Conditional probability questions with solutions are given here for students to practice and understand the concept of conditional probability. By conditional probability, we mean the possibility of happening an event after the occurrence of an event already. For example, a dice is rolled, and the outcome is an odd number, now we have to find the probability of the outcome being a prime number, then,
A ≡ Odd outcome for rolling a dice
B ≡ Outcome being a prime number
Clearly, A already happened thereafter; we have to find the probability of happening B.
Thus, P(B|A) = P(A ∩ B)/P(A), where P(A) ≠ 0 and
P(B|A) = probability of occurrence of B given A already happened
P(A ∩ B) = probability of occurrence of A and B together
P(A) = probability of occurrence of A.
Learn more about conditional probability.

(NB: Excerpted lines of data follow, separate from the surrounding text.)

//! Security configuration: parsed from CLI/environment once at startup,
//! validated, then frozen and shared read-only by every component.

use std::path::{Path, PathBuf};

use base64::Engine;
use rand::{rngs::OsRng, RngCore};
use secrecy::{ExposeSecret, SecretString};
use tracing::warn;

use crate::auth::verifier::valid_verifier;

pub mod env_file;

pub const DEFAULT_MAX_FAILED_ATTEMPTS: u32 = 5;
pub const DEFAULT_LOCKOUT_WINDOW: u64 = 900;
pub const DEFAULT_SESSION_IDLE_TIMEOUT: u64 = 3_600;
pub const DEFAULT_REMEMBER_LIFETIME: u64 = 2_592_000;
pub const DEFAULT_HASH_COST: u32 = 12;
pub const DEFAULT_CSRF_TOKEN_TTL: u64 = 86_400;
pub const DEFAULT_SWEEP_INTERVAL: u64 = 3_600;

/// Minimum signing key length in bytes.
const MIN_SIGNING_KEY_BYTES: usize = 32;

/// Baseline CSP plus the tile/icon hosts the POI map UI loads from.
const DEFAULT_CONTENT_SECURITY_POLICY: &str = "default-src 'self'; \
    img-src 'self' data: https://*.tile.openstreetmap.org https://unpkg.com; \
    style-src 'self' 'unsafe-inline' https://unpkg.com; \
    script-src 'self' https://unpkg.com; \
    connect-src 'self'; \
    frame-ancestors 'none'";

#[derive(Debug, thiserror::Error)]
pub enum ConfigError {
    #[error("SESSION_SECRET_KEY is required outside debug mode")]
    MissingSigningKey,
    #[error("SESSION_SECRET_KEY must be at least {MIN_SIGNING_KEY_BYTES} bytes")]
    SigningKeyTooShort,
    #[error("ADMIN_PASSWORD_VERIFIER is required outside debug mode")]
    MissingVerifier,
    #[error("ADMIN_PASSWORD_VERIFIER is not a bcrypt verifier string")]
    InvalidVerifier,
    #[error("{name} must be between {min} and {max}, got {value}")]
    OutOfRange {
        name: &'static str,
        min: u64,
        max: u64,
        value: u64,
    },
    #[error("SESSION_SAMESITE must be one of strict, lax, none")]
    InvalidSameSite,
    #[error("failed to generate debug credentials: {0}")]
    DebugGeneration(String),
}

/// `SameSite` attribute stamped on the session cookie.
#[derive(Clone, Copy, Debug, PartialEq, Eq)]
pub enum SameSitePolicy {
    Strict,
    Lax,
    None,
}

impl SameSitePolicy {
    #[must_use]
    pub fn as_str(self) -> &'static str {
        match self {
            Self::Strict => "Strict",
            Self::Lax => "Lax",
            Self::None => "None",
        }
    }

    fn parse(value: &str) -> Result<Self, ConfigError> {
        match value.trim().to_lowercase().as_str() {
            "strict" => Ok(Self::Strict),
            "lax" => Ok(Self::Lax),
            "none" => Ok(Self::None),
            _ => Err(ConfigError::InvalidSameSite),
        }
    }
}

/// Raw tunables as they arrive from clap/environment, before validation.
#[derive(Clone, Debug)]
pub struct Settings {
    pub signing_key: Option<String>,
    pub password_verifier: Option<String>,
    pub max_failed_attempts: u32,
    pub lockout_window: u64,
    pub session_idle_timeout: u64,
    pub remember_lifetime: u64,
    pub hash_cost: u32,
    pub csrf_token_ttl: u64,
    pub cookie_secure: bool,
    pub samesite: String,
    pub content_security_policy: Option<String>,
    pub state_dir: Option<PathBuf>,
    pub sweep_interval: u64,
    pub debug: bool,
}

impl Default for Settings {
    fn default() -> Self {
        Self {
            signing_key: None,
            password_verifier: None,
            max_failed_attempts: DEFAULT_MAX_FAILED_ATTEMPTS,
            lockout_window: DEFAULT_LOCKOUT_WINDOW,
            session_idle_timeout: DEFAULT_SESSION_IDLE_TIMEOUT,
            remember_lifetime: DEFAULT_REMEMBER_LIFETIME,
            hash_cost: DEFAULT_HASH_COST,
            csrf_token_ttl: DEFAULT_CSRF_TOKEN_TTL,
            cookie_secure: true,
            samesite: "strict".to_string(),
            content_security_policy: None,
            state_dir: None,
            sweep_interval: DEFAULT_SWEEP_INTERVAL,
            debug: false,
        }
    }
}

/// Frozen security configuration.
#[derive(Clone, Debug)]
pub struct SecurityConfig {
    max_failed_attempts: u32,
    lockout_window: u64,
    hash_cost: u32,
    session_idle_timeout: u64,
    remember_lifetime: u64,
    csrf_token_ttl: u64,
    signing_key: SecretString,
    password_verifier: String,
    cookie_secure: bool,
    samesite: SameSitePolicy,
    state_dir: PathBuf,
    sweep_interval: u64,
    debug: bool,
    response_headers: Vec<(&'static str, String)>,
}

impl SecurityConfig {
    /// Validate raw settings into a frozen configuration.
    ///
    /// # Errors
    /// Fails when a required secret is missing outside debug mode, the
    /// verifier is not an adaptive-hash string, or a numeric tunable is
    /// outside its allowed range (fatal even in debug mode).
    pub fn new(settings: Settings) -> Result<Self, ConfigError> {
        check_range(
            "MAX_LOGIN_ATTEMPTS",
            u64::from(settings.max_failed_attempts),
            3,
            10,
        )?;
        check_range("LOCKOUT_DURATION", settings.lockout_window, 300, 3_600)?;
        check_range("HASH_COST", u64::from(settings.hash_cost), 10, 15)?;
        check_range("SESSION_TIMEOUT", settings.session_idle_timeout, 300, 86_400)?;
        check_range(
            "REMEMBER_TIMEOUT",
            settings.remember_lifetime,
            3_600,
            2_592_000,
        )?;
        check_range("CSRF_TOKEN_TTL", settings.csrf_token_ttl, 300, 2_592_000)?;
        check_range("GARDI_SWEEP_INTERVAL", settings.sweep_interval, 60, 86_400)?;

        let samesite = SameSitePolicy::parse(&settings.samesite)?;

        let signing_key = match settings.signing_key {
            Some(key) if key.as_bytes().len() >= MIN_SIGNING_KEY_BYTES => SecretString::from(key),
            Some(_) => return Err(ConfigError::SigningKeyTooShort),
            None if settings.debug => {
                warn!(
                    "SESSION_SECRET_KEY missing; generating an ephemeral key. \
                     Sessions will not survive a restart. Do not run like this in production."
                );
                SecretString::from(generate_debug_key())
            }
            None => return Err(ConfigError::MissingSigningKey),
        };

        let password_verifier = match settings.password_verifier {
            Some(verifier) if valid_verifier(&verifier) => verifier,
            Some(_) => return Err(ConfigError::InvalidVerifier),
            None if settings.debug => {
                let (password, verifier) = generate_debug_verifier(settings.hash_cost)?;
                warn!(
                    "ADMIN_PASSWORD_VERIFIER missing; generated a one-off admin password: \
                     {password}. Set ADMIN_PASSWORD_VERIFIER before deploying."
                );
                verifier
            }
            None => return Err(ConfigError::MissingVerifier),
        };

        let csp = settings
            .content_security_policy
            .unwrap_or_else(|| DEFAULT_CONTENT_SECURITY_POLICY.to_string());
        let state_dir = settings
            .state_dir
            .unwrap_or_else(|| std::env::temp_dir().join("gardi-sessions"));

        Ok(Self {
            max_failed_attempts: settings.max_failed_attempts,
            lockout_window: settings.lockout_window,
            hash_cost: settings.hash_cost,
            session_idle_timeout: settings.session_idle_timeout,
            remember_lifetime: settings.remember_lifetime,
            csrf_token_ttl: settings.csrf_token_ttl,
            signing_key,
            password_verifier,
            cookie_secure: settings.cookie_secure,
            samesite,
            state_dir,
            sweep_interval: settings.sweep_interval,
            debug: settings.debug,
            response_headers: build_response_headers(&csp),
        })
    }

    /// Builder that skips range validation; the env/CLI boundary is the
    /// only validated entry point.
    #[must_use]
    pub fn builder() -> SecurityConfigBuilder {
        SecurityConfigBuilder::default()
    }

    #[must_use]
    pub fn max_failed_attempts(&self) -> u32 {
        self.max_failed_attempts
    }

    #[must_use]
    pub fn lockout_window(&self) -> u64 {
        self.lockout_window
    }

    #[must_use]
    pub fn hash_cost(&self) -> u32 {
        self.hash_cost
    }

    #[must_use]
    pub fn session_idle_timeout(&self) -> u64 {
        self.session_idle_timeout
    }

    #[must_use]
    pub fn remember_lifetime(&self) -> u64 {
        self.remember_lifetime
    }

    #[must_use]
    pub fn csrf_token_ttl(&self) -> u64 {
        self.csrf_token_ttl
    }

    #[must_use]
    pub fn signing_key(&self) -> &SecretString {
        &self.signing_key
    }

    #[must_use]
    pub fn password_verifier(&self) -> &str {
        &self.password_verifier
    }

    #[must_use]
    pub fn cookie_secure(&self) -> bool {
        self.cookie_secure
    }

    #[must_use]
    pub fn samesite(&self) -> SameSitePolicy {
        self.samesite
    }

    #[must_use]
    pub fn state_dir(&self) -> &Path {
        &self.state_dir
    }

    #[must_use]
    pub fn sweep_interval(&self) -> u64 {
        self.sweep_interval
    }

    #[must_use]
    pub fn debug(&self) -> bool {
        self.debug
    }

    /// The fixed defensive header set stamped on every response.
    #[must_use]
    pub fn security_headers(&self) -> &[(&'static str, String)] {
        &self.response_headers
    }
}

fn build_response_headers(csp: &str) -> Vec<(&'static str, String)> {
    vec![
        ("X-Content-Type-Options", "nosniff".to_string()),
        ("X-Frame-Options", "DENY".to_string()),
        ("X-XSS-Protection", "1; mode=block".to_string()),
        (
            "Strict-Transport-Security",
            "max-age=31536000; includeSubDomains; preload".to_string(),
        ),
        (
            "Referrer-Policy",
            "strict-origin-when-cross-origin".to_string(),
        ),
        (
            "Permissions-Policy",
            "geolocation=(), microphone=(), camera=(), payment=()".to_string(),
        ),
        ("Content-Security-Policy", csp.to_string()),
        (
            "Cache-Control",
            "no-cache, no-store, must-revalidate".to_string(),
        ),
        ("Pragma", "no-cache".to_string()),
        ("Expires", "0".to_string()),
    ]
}

fn check_range(name: &'static str, value: u64, min: u64, max: u64) -> Result<(), ConfigError> {
    if (min..=max).contains(&value) {
        Ok(())
    } else {
        Err(ConfigError::OutOfRange {
            name,
            min,
            max,
            value,
        })
    }
}

fn generate_debug_key() -> String {
    let mut bytes = [0u8; 48];
    OsRng.fill_bytes(&mut bytes);
    base64::engine::general_purpose::URL_SAFE_NO_PAD.encode(bytes)
}

fn generate_debug_verifier(cost: u32) -> Result<(String, String), ConfigError> {
    let mut bytes = [0u8; 18];
    OsRng.fill_bytes(&mut bytes);
    let password = base64::engine::general_purpose::URL_SAFE_NO_PAD.encode(bytes);
    let verifier = bcrypt::hash(&password, cost)
        .map_err(|err| ConfigError::DebugGeneration(err.to_string()))?;
    Ok((password, verifier))
}

/// Expose the signing key bytes for signer construction.
#[must_use]
pub fn signing_key_bytes(config: &SecurityConfig) -> &[u8] {
    config.signing_key.expose_secret().as_bytes()
}

#[derive(Default)]
pub struct SecurityConfigBuilder {
    settings: Settings,
}

impl SecurityConfigBuilder {
    #[must_use]
    pub fn signing_key(mut self, key: &str) -> Self {
        self.settings.signing_key = Some(key.to_string());
        self
    }

    #[must_use]
    pub fn password_verifier(mut self, verifier: &str) -> Self {
        self.settings.password_verifier = Some(verifier.to_string());
        self
    }

    #[must_use]
    pub fn max_failed_attempts(mut self, value: u32) -> Self {
        self.settings.max_failed_attempts = value;
        self
    }

    #[must_use]
    pub fn lockout_window(mut self, seconds: u64) -> Self {
        self.settings.lockout_window = seconds;
        self
    }

    #[must_use]
    pub fn session_idle_timeout(mut self, seconds: u64) -> Self {
        self.settings.session_idle_timeout = seconds;
        self
    }

    #[must_use]
    pub fn remember_lifetime(mut self, seconds: u64) -> Self {
        self.settings.remember_lifetime = seconds;
        self
    }

    #[must_use]
    pub fn hash_cost(mut self, cost: u32) -> Self {
        self.settings.hash_cost = cost;
        self
    }

    #[must_use]
    pub fn csrf_token_ttl(mut self, seconds: u64) -> Self {
        self.settings.csrf_token_ttl = seconds;
        self
    }

    #[must_use]
    pub fn cookie_secure(mut self, secure: bool) -> Self {
        self.settings.cookie_secure = secure;
        self
    }

    #[must_use]
    pub fn samesite(mut self, policy: &str) -> Self {
        self.settings.samesite = policy.to_string();
        self
    }

    #[must_use]
    pub fn state_dir(mut self, dir: impl Into<PathBuf>) -> Self {
        self.settings.state_dir = Some(dir.into());
        self
    }

    #[must_use]
    pub fn sweep_interval(mut self, seconds: u64) -> Self {
        self.settings.sweep_interval = seconds;
        self
    }

    /// Assemble without range validation. Secrets still fall back to
    /// generated values so tests never need real credentials.
    #[must_use]
    pub fn build(self) -> SecurityConfig {
        let settings = self.settings;
        let samesite = SameSitePolicy::parse(&settings.samesite).unwrap_or(SameSitePolicy::Strict);
        let signing_key = settings
            .signing_key
            .map_or_else(|| SecretString::from(generate_debug_key()), SecretString::from);
        let password_verifier = settings.password_verifier.unwrap_or_else(|| {
            generate_debug_verifier(4).map_or_else(|_| String::new(), |(_, verifier)| verifier)
        });
        let csp = settings
            .content_security_policy
            .unwrap_or_else(|| DEFAULT_CONTENT_SECURITY_POLICY.to_string());
        let state_dir = settings
            .state_dir
            .unwrap_or_else(|| std::env::temp_dir().join("gardi-sessions"));

        SecurityConfig {
            max_failed_attempts: settings.max_failed_attempts,
            lockout_window: settings.lockout_window,
            hash_cost: settings.hash_cost,
            session_idle_timeout: settings.session_idle_timeout,
            remember_lifetime: settings.remember_lifetime,
            csrf_token_ttl: settings.csrf_token_ttl,
            signing_key,
            password_verifier,
            cookie_secure: settings.cookie_secure,
            samesite,
            state_dir,
            sweep_interval: settings.sweep_interval,
            debug: settings.debug,
            response_headers: build_response_headers(&csp),
        }
    }
}
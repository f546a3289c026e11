use crate::cli::actions::Action;
use crate::config::Settings;
use anyhow::Result;

pub fn handler(matches: &clap::ArgMatches) -> Result<Action> {
    let settings = Settings {
        signing_key: matches.get_one::<String>("session-secret-key").cloned(),
        password_verifier: matches.get_one::<String>("password-verifier").cloned(),
        max_failed_attempts: matches
            .get_one::<u32>("max-login-attempts")
            .copied()
            .unwrap_or(crate::config::DEFAULT_MAX_FAILED_ATTEMPTS),
        lockout_window: matches
            .get_one::<u64>("lockout-duration")
            .copied()
            .unwrap_or(crate::config::DEFAULT_LOCKOUT_WINDOW),
        session_idle_timeout: matches
            .get_one::<u64>("session-timeout")
            .copied()
            .unwrap_or(crate::config::DEFAULT_SESSION_IDLE_TIMEOUT),
        remember_lifetime: matches
            .get_one::<u64>("remember-timeout")
            .copied()
            .unwrap_or(crate::config::DEFAULT_REMEMBER_LIFETIME),
        hash_cost: matches
            .get_one::<u32>("hash-cost")
            .copied()
            .unwrap_or(crate::config::DEFAULT_HASH_COST),
        csrf_token_ttl: matches
            .get_one::<u64>("csrf-token-ttl")
            .copied()
            .unwrap_or(crate::config::DEFAULT_CSRF_TOKEN_TTL),
        cookie_secure: matches.get_one::<bool>("cookie-secure").copied().unwrap_or(true),
        samesite: matches
            .get_one::<String>("samesite")
            .cloned()
            .unwrap_or_else(|| "strict".to_string()),
        content_security_policy: matches.get_one::<String>("content-security-policy").cloned(),
        state_dir: matches.get_one::<std::path::PathBuf>("state-dir").cloned(),
        sweep_interval: matches
            .get_one::<u64>("sweep-interval")
            .copied()
            .unwrap_or(crate::config::DEFAULT_SWEEP_INTERVAL),
        debug: matches.get_flag("debug"),
    };

    Ok(Action::Server {
        port: matches.get_one::<u16>("port").copied().unwrap_or(8080),
        settings,
    })
}
//! In-memory session store for tests and single-process deployments.

use std::collections::HashMap;
use std::sync::{PoisonError, RwLock};

use super::{SessionRecord, SessionStore, StoreError};
use crate::auth::now_unix;

pub struct MemorySessionStore {
    idle_timeout: u64,
    remember_lifetime: u64,
    records: RwLock<HashMap<String, SessionRecord>>,
}

impl MemorySessionStore {
    #[must_use]
    pub fn new(idle_timeout: u64, remember_lifetime: u64) -> Self {
        Self {
            idle_timeout,
            remember_lifetime,
            records: RwLock::new(HashMap::new()),
        }
    }

    fn read(&self) -> std::sync::RwLockReadGuard<'_, HashMap<String, SessionRecord>> {
        self.records.read().unwrap_or_else(PoisonError::into_inner)
    }

    fn write(&self) -> std::sync::RwLockWriteGuard<'_, HashMap<String, SessionRecord>> {
        self.records.write().unwrap_or_else(PoisonError::into_inner)
    }

    #[must_use]
    pub fn len(&self) -> usize {
        self.read().len()
    }

    #[must_use]
    pub fn is_empty(&self) -> bool {
        self.read().is_empty()
    }
}

#[async_trait::async_trait]
impl SessionStore for MemorySessionStore {
    async fn create(&self, record: &SessionRecord) -> Result<(), StoreError> {
        self.write()
            .insert(record.session_id.clone(), record.clone());
        Ok(())
    }

    async fn load(&self, session_id: &str) -> Result<Option<SessionRecord>, StoreError> {
        let record = self.read().get(session_id).cloned();
        let Some(record) = record else {
            return Ok(None);
        };
        if record.is_expired(now_unix(), self.idle_timeout, self.remember_lifetime) {
            self.write().remove(session_id);
            return Ok(None);
        }
        Ok(Some(record))
    }

    async fn touch(&self, session_id: &str) -> Result<bool, StoreError> {
        let mut map = self.write();
        match map.get_mut(session_id) {
            Some(record) => {
                record.last_seen_at_unix = now_unix();
                Ok(true)
            }
            None => Ok(false),
        }
    }

    async fn update(&self, record: &SessionRecord) -> Result<(), StoreError> {
        let mut map = self.write();
        if map.contains_key(&record.session_id) {
            map.insert(record.session_id.clone(), record.clone());
        }
        Ok(())
    }

    async fn destroy(&self, session_id: &str) -> Result<(), StoreError> {
        self.write().remove(session_id);
        Ok(())
    }

    async fn destroy_all(&self) -> Result<(), StoreError> {
        self.write().clear();
        Ok(())
    }

    async fn sweep(&self, older_than: u64) -> Result<usize, StoreError> {
        let cutoff = now_unix().saturating_sub(i64::try_from(older_than).unwrap_or(i64::MAX));
        let mut map = self.write();
        let before = map.len();
        map.retain(|_, record| record.last_seen_at_unix > cutoff);
        Ok(before - map.len())
    }
}
//! Conversation engine for cfwm
//!
//! Maps chat events onto per-user step transitions and the replies they
//! produce, and drives that engine from the message bus.

pub mod bot_loop;
pub mod engine;
pub mod replies;

pub use bot_loop::BotLoop;
pub use engine::{ConversationEngine, EngineSettings};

Conditional Probability of happening of A given B has already occurred is given by
P(A|B) = P(A ∩ B)/P(B) or n(A ∩ B)/n(B) |
Conditional Probability Questions with Solutions
Let us solve some questions based on conditional probability with detailed solutions.
Question 1:
Ten numbered cards are there from 1 to 15, and two cards a chosen at random such that the sum of the numbers on both the cards is even. Find the probability that the chosen cards are odd-numbered.
Solution:
Let, A ≡ event of selecting two odd-numbered cards
B ≡ event of selecting cards whose sum is even.
Then,
n(B) = number of ways of choosing two numbers whose sum is even = 8C2 + 7C2.
n(A ∩ B) = number of ways of choosing odd-numbered cards such that their sum is even.
= 8C2.
Now, P(A|B) = P(A ∩ B)/P(B) = n(A ∩ B)/n(B)
= 8C2 / (8C2 + 7C2) = 4/7.
Question 2:
Let E and F are events of a experiment such that P(E) = 3/10 P(F) = ½ and P(F|E) = ⅖. Find the value of (i) P(E ∩ F) (ii) P(E|F) (iii) P(E U F)
Solution:
We know that P(A|B) = P(A ∩ B)/P(B) ⇒ P(A ∩ B) = P(A|B).P(B)
∴ P(E ∩ F) = P(F|E).P(E) =⅖ × 3/10 = 3/25
(ii) P(E|F) = P(E ∩ F)/P(F) = (3/25) ÷ (½) = 6/25
(iii) P(E U F) = P(E) + P(F) – P(E ∩ F) = 3/10 + ½ – 3/25 = 17/25.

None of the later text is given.